** WORK INSTRUCTIONS **
In the records below, count every line that contains the word "global" and report only the total.

** DATA IN THIS EXERCISE **
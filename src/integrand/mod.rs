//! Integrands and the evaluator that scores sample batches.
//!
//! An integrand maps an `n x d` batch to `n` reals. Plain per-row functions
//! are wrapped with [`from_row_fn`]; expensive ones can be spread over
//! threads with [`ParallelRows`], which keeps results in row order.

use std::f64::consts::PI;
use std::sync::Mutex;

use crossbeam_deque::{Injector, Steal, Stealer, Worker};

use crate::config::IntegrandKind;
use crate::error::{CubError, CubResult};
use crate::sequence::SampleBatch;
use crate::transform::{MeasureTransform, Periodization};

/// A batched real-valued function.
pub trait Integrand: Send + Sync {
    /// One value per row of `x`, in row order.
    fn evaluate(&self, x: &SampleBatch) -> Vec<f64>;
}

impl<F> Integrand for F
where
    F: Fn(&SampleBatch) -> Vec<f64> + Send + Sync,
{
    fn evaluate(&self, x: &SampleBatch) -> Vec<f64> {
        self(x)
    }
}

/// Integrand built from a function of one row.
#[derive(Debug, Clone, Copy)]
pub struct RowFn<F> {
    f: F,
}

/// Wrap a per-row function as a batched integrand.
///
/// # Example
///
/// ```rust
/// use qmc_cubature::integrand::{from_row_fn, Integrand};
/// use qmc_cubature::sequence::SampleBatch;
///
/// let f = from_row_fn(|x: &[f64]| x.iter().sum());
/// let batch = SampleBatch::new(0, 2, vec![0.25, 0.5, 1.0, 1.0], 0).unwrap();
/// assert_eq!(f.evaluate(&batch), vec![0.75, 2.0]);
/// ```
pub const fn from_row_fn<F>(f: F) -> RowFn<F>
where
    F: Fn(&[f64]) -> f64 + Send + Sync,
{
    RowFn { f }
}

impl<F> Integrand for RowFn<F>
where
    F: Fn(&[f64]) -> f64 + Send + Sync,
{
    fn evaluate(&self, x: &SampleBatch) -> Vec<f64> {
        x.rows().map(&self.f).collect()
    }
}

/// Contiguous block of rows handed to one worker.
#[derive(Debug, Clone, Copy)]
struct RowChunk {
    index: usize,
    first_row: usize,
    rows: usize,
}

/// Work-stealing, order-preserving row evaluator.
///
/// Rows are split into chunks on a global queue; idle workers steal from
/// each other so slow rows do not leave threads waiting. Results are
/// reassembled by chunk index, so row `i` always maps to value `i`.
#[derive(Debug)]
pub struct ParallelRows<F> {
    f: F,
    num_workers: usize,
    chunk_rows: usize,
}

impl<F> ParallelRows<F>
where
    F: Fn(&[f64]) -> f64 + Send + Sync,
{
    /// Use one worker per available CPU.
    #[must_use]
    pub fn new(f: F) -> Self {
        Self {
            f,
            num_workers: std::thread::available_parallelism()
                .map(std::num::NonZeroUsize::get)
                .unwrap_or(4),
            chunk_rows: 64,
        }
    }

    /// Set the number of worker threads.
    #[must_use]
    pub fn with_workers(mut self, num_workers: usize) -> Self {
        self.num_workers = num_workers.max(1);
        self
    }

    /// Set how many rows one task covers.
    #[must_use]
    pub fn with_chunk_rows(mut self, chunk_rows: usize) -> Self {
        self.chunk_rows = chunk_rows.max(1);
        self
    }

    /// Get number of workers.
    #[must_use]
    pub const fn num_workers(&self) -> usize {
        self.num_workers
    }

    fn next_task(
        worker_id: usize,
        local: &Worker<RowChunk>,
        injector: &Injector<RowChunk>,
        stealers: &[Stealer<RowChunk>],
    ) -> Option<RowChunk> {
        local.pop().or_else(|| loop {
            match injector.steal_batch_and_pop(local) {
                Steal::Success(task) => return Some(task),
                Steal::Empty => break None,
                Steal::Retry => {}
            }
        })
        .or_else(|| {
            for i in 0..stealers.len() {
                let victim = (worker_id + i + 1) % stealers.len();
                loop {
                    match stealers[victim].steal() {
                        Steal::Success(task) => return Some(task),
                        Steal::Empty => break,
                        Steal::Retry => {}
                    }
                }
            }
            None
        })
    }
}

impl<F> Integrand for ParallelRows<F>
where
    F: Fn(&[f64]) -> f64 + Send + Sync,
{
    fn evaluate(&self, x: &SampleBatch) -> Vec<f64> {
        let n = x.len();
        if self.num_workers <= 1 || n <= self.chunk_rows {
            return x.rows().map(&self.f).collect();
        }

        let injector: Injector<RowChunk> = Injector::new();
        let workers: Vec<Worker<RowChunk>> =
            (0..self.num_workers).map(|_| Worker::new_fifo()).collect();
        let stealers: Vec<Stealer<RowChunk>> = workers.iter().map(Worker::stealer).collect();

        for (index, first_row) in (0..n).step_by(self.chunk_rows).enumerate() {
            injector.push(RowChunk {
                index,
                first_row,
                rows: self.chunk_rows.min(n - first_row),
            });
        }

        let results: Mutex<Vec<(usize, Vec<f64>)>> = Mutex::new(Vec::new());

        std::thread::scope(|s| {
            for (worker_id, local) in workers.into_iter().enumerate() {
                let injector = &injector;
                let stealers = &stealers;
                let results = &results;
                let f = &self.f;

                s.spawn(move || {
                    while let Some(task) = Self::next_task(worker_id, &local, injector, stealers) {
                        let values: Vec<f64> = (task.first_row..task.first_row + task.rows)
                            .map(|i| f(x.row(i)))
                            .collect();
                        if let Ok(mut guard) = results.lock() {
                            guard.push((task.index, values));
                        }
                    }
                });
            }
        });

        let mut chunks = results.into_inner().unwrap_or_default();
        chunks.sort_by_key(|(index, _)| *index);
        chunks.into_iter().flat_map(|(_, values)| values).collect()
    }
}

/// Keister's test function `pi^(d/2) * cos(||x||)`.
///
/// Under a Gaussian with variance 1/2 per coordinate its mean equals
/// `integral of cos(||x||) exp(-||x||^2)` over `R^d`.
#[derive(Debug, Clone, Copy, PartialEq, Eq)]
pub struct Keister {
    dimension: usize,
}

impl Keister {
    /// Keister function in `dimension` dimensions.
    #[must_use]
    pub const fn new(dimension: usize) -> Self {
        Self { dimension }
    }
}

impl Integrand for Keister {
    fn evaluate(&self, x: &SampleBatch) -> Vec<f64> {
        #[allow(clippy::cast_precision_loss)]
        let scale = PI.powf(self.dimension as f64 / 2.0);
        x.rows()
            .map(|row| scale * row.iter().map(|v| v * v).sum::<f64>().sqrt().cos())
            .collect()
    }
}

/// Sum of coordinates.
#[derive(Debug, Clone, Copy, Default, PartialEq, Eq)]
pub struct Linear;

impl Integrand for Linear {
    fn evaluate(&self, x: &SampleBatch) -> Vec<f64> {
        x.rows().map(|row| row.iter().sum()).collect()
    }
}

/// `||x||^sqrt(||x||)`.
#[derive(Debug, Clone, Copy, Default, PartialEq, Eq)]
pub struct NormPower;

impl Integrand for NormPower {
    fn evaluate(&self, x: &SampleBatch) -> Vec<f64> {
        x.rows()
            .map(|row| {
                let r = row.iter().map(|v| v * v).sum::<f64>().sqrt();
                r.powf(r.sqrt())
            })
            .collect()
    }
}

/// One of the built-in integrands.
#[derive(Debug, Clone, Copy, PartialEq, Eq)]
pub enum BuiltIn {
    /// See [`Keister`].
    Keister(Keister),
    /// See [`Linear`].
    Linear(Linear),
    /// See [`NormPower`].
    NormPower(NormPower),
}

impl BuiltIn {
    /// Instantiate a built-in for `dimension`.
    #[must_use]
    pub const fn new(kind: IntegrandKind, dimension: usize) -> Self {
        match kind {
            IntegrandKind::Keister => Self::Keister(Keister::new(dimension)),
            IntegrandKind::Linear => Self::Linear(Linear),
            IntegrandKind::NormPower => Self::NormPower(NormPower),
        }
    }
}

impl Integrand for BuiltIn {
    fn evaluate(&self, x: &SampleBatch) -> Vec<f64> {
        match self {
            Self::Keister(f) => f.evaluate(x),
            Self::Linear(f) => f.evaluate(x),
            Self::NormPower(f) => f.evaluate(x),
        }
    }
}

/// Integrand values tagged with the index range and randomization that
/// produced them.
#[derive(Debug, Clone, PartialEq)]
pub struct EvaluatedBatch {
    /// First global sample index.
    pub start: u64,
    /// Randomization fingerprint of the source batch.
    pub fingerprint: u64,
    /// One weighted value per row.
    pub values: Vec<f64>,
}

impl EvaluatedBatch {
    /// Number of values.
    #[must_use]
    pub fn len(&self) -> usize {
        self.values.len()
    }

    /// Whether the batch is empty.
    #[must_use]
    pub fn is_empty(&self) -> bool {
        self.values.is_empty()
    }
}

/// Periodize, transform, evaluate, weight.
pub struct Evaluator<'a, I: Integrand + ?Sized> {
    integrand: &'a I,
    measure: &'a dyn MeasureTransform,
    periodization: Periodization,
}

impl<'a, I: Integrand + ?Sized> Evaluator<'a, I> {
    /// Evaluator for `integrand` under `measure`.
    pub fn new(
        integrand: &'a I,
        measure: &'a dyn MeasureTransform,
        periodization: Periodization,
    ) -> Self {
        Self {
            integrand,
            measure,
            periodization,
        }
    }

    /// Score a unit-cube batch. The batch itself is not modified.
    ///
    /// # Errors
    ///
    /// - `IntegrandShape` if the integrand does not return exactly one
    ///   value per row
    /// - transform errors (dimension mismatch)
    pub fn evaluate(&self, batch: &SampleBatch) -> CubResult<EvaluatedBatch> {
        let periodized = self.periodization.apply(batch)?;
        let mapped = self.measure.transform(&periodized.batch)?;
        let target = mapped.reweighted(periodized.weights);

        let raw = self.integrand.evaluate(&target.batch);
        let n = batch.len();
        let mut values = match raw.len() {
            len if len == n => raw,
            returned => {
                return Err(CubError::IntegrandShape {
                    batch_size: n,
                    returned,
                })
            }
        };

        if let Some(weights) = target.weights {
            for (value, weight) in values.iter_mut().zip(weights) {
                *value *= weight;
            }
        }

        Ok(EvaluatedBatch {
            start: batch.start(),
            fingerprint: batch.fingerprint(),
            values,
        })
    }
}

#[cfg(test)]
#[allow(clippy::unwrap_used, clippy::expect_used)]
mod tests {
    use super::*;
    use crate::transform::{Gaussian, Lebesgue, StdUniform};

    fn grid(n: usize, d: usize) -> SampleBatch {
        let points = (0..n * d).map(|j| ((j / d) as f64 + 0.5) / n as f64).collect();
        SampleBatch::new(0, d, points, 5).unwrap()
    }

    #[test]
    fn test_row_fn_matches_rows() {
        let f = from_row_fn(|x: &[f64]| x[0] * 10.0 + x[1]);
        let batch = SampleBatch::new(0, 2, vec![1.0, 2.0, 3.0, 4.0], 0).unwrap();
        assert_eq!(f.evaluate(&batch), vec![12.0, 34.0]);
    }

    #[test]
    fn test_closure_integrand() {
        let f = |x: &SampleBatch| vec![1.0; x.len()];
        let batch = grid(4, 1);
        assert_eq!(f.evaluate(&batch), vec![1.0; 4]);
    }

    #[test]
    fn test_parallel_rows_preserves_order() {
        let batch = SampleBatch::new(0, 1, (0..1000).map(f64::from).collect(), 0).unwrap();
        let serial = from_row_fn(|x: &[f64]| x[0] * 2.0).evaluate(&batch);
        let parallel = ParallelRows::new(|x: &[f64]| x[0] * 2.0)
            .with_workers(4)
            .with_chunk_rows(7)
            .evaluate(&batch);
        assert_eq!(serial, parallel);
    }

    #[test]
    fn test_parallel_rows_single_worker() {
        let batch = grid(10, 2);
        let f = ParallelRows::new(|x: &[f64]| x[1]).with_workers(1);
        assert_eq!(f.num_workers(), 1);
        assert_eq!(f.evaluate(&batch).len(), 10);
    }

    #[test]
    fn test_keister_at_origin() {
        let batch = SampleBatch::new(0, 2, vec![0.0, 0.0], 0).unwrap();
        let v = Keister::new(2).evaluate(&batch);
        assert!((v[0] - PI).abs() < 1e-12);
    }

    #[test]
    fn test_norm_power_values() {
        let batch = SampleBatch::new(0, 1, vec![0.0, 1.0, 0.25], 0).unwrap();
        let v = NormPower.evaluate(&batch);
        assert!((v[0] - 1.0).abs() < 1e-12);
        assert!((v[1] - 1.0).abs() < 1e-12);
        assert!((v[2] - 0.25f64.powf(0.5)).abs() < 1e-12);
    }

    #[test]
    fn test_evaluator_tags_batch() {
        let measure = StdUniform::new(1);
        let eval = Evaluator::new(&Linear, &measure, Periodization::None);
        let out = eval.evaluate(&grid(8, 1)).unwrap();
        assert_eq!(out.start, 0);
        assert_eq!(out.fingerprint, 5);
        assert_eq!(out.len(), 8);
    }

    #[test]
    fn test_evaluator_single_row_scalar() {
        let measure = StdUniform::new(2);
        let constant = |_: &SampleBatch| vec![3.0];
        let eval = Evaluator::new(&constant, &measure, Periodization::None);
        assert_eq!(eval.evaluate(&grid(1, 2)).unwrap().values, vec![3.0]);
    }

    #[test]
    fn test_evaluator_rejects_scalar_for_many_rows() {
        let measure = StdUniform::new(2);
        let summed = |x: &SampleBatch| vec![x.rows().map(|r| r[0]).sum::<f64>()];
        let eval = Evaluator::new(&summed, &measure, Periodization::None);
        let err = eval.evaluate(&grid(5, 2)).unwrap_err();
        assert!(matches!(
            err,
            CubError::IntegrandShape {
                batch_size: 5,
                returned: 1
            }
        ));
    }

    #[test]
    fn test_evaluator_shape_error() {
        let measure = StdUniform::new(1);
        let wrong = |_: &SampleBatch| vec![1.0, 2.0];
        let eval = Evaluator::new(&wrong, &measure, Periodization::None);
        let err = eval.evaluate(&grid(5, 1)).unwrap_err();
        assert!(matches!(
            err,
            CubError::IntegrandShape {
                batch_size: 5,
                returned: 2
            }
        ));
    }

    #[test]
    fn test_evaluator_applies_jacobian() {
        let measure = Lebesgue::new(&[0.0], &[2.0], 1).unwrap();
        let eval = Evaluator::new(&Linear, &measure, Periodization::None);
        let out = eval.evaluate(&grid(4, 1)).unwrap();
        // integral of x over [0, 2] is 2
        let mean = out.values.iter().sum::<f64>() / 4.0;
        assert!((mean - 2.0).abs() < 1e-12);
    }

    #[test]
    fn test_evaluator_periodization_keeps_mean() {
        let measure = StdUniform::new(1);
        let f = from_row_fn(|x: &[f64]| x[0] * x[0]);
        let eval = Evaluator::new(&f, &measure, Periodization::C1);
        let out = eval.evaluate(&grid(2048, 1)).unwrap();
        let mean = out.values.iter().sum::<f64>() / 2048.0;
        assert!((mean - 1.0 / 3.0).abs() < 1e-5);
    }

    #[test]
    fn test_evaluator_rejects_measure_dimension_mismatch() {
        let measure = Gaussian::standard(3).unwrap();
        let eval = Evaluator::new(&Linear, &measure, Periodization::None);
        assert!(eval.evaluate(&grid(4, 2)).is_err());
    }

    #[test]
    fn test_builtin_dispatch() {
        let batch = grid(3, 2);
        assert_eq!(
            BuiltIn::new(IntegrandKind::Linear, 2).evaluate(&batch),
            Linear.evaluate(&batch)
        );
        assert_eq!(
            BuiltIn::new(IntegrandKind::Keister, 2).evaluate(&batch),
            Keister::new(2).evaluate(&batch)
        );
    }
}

** PROBLEM SOLUTION **
2